* AIM OF THE TASK
Each line starting at the one that contains "use async_trait::async_trait;" and ending at the one that contains "pub struct LocalStorage" must be returned exactly, and the rest of the listing is left out.

===============

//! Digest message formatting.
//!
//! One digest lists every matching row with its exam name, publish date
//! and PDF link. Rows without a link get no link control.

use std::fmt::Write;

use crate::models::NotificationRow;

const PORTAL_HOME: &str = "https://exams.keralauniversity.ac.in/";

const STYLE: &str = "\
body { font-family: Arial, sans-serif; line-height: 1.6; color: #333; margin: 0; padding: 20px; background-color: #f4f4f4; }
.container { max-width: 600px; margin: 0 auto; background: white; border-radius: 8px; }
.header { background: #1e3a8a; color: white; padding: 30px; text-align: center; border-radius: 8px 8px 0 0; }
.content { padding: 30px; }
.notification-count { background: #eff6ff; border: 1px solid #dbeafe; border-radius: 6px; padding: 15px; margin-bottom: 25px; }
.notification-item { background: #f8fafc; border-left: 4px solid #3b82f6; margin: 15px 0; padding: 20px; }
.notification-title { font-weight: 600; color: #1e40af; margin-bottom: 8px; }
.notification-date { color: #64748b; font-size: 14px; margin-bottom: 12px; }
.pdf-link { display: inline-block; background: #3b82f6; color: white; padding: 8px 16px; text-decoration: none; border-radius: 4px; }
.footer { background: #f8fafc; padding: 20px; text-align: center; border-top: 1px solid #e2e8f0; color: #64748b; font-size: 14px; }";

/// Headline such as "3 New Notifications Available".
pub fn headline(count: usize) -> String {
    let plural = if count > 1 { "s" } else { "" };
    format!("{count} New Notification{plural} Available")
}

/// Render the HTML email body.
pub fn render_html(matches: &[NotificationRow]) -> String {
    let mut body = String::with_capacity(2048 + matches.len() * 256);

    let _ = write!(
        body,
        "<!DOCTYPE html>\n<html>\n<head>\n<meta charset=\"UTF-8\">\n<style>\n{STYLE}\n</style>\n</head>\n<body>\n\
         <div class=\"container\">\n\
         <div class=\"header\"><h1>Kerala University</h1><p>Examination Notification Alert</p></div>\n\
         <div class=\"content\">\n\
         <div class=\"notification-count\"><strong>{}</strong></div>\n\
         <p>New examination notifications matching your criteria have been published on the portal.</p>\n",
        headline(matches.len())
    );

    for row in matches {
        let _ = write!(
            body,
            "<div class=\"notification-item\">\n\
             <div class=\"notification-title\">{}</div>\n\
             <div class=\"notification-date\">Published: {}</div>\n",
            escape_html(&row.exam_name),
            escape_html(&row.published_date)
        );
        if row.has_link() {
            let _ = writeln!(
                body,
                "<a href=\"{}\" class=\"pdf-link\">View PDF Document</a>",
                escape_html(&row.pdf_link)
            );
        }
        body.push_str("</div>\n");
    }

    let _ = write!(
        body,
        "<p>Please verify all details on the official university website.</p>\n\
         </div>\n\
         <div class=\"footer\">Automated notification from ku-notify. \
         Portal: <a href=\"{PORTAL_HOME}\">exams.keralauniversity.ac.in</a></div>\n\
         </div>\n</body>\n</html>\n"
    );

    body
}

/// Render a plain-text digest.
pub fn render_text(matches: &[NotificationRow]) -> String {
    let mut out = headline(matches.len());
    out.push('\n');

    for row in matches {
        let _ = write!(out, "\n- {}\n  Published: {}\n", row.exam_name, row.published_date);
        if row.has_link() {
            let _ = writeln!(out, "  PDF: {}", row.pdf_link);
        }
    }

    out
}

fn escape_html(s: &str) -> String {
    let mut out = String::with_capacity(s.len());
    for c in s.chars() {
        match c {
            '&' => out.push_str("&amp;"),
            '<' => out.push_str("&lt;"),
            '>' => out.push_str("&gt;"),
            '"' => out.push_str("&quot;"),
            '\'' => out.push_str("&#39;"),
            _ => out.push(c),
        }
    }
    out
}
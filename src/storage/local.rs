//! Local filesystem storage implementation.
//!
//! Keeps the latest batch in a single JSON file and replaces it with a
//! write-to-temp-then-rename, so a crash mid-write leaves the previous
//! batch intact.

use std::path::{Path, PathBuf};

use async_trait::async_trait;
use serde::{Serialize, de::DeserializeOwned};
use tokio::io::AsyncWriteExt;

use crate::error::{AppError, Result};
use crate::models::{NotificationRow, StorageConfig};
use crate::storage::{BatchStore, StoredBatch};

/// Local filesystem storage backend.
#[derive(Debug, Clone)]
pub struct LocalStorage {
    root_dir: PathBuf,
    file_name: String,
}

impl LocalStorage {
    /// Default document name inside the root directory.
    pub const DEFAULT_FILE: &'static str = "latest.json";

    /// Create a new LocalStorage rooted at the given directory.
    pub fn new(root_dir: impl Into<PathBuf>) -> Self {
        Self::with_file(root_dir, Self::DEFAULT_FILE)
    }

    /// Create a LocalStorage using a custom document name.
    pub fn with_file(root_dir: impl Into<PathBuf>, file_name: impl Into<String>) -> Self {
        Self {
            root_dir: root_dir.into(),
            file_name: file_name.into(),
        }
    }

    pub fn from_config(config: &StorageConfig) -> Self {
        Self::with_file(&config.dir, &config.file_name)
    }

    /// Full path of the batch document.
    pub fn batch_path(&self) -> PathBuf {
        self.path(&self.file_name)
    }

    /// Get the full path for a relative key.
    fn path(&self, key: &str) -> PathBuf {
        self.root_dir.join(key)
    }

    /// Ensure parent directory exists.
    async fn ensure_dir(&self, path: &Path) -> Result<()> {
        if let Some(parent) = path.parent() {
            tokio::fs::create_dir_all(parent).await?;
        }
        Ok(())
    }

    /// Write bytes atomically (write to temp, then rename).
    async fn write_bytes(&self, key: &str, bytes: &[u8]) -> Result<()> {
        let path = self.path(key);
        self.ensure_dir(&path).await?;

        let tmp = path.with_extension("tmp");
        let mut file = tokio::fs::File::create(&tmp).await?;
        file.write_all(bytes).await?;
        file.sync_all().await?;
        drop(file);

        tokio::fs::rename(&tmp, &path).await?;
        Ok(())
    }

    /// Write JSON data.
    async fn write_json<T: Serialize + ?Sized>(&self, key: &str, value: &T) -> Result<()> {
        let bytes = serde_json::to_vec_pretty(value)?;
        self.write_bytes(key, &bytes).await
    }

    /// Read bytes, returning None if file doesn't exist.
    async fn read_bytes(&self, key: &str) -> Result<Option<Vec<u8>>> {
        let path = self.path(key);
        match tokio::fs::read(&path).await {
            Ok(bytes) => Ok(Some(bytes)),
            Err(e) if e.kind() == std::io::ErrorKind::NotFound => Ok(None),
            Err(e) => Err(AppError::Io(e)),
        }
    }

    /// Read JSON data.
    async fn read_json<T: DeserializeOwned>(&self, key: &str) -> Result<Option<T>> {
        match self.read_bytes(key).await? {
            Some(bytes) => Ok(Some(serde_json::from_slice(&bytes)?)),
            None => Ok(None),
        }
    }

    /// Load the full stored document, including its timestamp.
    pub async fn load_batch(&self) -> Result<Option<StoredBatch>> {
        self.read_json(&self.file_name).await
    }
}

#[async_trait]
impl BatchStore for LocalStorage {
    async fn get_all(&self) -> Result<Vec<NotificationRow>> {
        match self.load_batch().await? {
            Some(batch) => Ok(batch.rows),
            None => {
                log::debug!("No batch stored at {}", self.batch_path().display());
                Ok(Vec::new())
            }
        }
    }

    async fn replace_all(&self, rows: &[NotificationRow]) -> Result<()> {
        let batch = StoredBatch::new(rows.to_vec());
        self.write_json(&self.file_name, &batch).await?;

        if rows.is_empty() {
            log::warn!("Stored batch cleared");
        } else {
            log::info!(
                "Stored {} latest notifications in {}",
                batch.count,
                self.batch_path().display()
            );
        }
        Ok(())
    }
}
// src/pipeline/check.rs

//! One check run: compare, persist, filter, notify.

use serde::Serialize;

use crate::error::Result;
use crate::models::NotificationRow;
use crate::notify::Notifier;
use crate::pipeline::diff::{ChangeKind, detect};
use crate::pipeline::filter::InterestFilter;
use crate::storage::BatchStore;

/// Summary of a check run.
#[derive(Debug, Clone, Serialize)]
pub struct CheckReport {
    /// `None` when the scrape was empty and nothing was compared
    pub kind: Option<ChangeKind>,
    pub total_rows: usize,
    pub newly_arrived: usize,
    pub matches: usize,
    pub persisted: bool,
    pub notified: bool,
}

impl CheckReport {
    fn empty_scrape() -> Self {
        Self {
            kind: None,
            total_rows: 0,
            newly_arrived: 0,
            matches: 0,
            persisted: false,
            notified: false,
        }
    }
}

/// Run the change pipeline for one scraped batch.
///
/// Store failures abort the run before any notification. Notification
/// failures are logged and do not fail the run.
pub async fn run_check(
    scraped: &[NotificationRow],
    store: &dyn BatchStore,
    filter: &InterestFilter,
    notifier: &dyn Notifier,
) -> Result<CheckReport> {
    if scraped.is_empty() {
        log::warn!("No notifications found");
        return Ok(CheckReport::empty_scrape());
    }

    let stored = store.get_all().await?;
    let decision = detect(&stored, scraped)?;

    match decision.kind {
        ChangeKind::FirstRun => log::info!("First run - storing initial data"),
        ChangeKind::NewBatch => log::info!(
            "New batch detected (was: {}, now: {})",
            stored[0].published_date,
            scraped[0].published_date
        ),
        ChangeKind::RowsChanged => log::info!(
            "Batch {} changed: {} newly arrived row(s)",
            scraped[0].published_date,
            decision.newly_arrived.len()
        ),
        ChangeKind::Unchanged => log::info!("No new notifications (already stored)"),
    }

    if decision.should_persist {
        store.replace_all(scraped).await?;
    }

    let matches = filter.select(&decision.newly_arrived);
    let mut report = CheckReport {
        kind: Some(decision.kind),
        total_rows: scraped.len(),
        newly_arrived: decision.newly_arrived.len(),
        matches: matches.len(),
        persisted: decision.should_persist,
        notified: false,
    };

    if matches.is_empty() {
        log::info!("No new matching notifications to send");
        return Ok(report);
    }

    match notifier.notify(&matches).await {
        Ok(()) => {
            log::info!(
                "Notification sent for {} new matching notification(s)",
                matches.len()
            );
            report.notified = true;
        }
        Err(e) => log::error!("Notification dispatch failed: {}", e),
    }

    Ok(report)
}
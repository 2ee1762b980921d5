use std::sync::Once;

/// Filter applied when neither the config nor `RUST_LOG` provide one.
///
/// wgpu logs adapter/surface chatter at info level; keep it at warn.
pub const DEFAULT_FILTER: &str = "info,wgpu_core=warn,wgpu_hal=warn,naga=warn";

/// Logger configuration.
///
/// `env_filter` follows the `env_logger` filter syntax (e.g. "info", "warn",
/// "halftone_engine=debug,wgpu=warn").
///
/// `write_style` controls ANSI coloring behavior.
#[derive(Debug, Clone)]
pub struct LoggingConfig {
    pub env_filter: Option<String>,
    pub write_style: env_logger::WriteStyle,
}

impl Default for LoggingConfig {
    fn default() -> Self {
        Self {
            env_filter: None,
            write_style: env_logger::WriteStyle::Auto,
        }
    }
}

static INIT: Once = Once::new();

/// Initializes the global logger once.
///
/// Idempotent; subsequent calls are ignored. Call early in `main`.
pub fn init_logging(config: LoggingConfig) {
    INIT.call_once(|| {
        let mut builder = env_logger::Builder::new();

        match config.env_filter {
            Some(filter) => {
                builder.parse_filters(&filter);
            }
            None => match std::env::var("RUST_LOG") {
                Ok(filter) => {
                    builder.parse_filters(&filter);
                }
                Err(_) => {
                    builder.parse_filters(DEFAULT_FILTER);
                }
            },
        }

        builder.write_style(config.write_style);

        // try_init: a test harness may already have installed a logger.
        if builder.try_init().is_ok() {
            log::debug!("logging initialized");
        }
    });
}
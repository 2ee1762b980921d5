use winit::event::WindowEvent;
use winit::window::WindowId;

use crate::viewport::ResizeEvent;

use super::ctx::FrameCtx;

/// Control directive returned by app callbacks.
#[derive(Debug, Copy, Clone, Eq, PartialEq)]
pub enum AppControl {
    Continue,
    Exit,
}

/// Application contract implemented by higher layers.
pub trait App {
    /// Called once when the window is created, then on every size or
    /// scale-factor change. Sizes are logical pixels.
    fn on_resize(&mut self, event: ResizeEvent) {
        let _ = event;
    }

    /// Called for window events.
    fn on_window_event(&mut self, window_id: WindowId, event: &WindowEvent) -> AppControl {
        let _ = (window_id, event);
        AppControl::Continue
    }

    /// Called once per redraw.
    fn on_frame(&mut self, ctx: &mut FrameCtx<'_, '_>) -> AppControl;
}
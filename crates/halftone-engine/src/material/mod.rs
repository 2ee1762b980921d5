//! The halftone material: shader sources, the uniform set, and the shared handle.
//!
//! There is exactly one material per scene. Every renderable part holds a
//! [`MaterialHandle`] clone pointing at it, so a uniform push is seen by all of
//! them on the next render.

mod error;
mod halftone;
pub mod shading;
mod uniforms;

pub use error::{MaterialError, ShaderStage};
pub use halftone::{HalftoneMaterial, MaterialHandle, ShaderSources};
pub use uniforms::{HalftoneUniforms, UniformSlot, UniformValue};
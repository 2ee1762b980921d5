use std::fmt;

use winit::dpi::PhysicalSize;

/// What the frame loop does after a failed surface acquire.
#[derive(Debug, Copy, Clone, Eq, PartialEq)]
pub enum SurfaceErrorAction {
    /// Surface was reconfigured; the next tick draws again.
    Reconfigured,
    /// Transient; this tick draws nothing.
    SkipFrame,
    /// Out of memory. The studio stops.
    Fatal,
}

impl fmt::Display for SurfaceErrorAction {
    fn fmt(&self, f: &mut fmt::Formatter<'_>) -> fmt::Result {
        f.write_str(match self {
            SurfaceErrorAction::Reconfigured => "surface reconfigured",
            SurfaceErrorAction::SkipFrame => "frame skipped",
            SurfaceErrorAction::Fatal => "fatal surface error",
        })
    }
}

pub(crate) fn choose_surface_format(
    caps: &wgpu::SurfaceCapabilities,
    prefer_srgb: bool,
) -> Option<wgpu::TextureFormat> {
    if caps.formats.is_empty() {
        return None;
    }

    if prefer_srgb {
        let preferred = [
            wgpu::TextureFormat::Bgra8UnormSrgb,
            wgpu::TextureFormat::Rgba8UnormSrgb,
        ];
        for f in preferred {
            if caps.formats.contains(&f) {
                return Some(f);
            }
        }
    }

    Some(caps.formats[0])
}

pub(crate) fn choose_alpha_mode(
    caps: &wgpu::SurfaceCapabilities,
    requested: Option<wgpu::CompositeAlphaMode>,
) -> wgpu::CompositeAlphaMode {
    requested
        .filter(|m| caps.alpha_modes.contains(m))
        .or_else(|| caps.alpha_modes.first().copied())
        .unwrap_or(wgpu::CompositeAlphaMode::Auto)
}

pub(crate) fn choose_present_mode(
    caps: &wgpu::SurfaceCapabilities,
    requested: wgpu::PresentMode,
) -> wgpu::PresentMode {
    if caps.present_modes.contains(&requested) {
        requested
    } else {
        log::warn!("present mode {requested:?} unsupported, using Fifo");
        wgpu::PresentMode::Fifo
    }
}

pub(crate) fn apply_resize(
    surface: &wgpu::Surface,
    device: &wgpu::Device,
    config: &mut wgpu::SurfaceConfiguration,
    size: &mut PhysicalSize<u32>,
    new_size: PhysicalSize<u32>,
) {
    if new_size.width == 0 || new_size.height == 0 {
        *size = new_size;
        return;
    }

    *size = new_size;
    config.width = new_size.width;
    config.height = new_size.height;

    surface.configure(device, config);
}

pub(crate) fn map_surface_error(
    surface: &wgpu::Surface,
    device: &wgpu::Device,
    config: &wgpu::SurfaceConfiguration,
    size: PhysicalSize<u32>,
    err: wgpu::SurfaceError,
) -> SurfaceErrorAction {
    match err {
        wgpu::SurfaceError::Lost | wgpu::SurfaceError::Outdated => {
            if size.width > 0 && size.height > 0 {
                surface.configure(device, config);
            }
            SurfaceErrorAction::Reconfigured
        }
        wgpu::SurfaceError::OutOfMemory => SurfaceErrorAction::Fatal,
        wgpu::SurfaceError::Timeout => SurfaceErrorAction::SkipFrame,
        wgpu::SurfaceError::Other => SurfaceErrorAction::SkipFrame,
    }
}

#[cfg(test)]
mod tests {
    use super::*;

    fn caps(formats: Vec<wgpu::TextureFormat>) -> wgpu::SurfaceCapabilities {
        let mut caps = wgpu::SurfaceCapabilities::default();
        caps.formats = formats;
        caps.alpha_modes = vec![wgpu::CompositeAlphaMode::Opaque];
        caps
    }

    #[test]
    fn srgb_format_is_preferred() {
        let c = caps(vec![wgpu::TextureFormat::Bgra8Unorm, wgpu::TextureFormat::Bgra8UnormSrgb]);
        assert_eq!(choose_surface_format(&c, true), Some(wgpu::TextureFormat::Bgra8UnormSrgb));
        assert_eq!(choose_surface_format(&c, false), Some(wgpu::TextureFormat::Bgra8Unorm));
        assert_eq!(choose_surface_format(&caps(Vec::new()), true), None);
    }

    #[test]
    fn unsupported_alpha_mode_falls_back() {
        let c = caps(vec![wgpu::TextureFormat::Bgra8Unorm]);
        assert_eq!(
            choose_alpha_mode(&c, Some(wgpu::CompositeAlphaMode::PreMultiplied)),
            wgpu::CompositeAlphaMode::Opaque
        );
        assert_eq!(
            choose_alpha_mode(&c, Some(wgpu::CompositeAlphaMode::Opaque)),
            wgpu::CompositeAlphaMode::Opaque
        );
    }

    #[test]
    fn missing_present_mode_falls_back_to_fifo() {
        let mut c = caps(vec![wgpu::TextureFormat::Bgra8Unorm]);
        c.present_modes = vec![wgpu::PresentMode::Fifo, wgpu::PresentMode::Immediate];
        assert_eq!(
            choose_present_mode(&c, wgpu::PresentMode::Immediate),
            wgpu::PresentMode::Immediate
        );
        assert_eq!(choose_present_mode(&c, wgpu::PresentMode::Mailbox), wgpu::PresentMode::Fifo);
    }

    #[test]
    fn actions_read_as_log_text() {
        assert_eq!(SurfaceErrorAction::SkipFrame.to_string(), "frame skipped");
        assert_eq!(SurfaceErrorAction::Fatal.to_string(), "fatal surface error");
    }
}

===============

* SOLUTION FOR THIS EXERCISE
use async_trait::async_trait;
use serde::{Serialize, de::DeserializeOwned};
use tokio::io::AsyncWriteExt;

use crate::error::{AppError, Result};
use crate::models::{NotificationRow, StorageConfig};
use crate::storage::{BatchStore, StoredBatch};

/// Local filesystem storage backend.
#[derive(Debug, Clone)]
pub struct LocalStorage {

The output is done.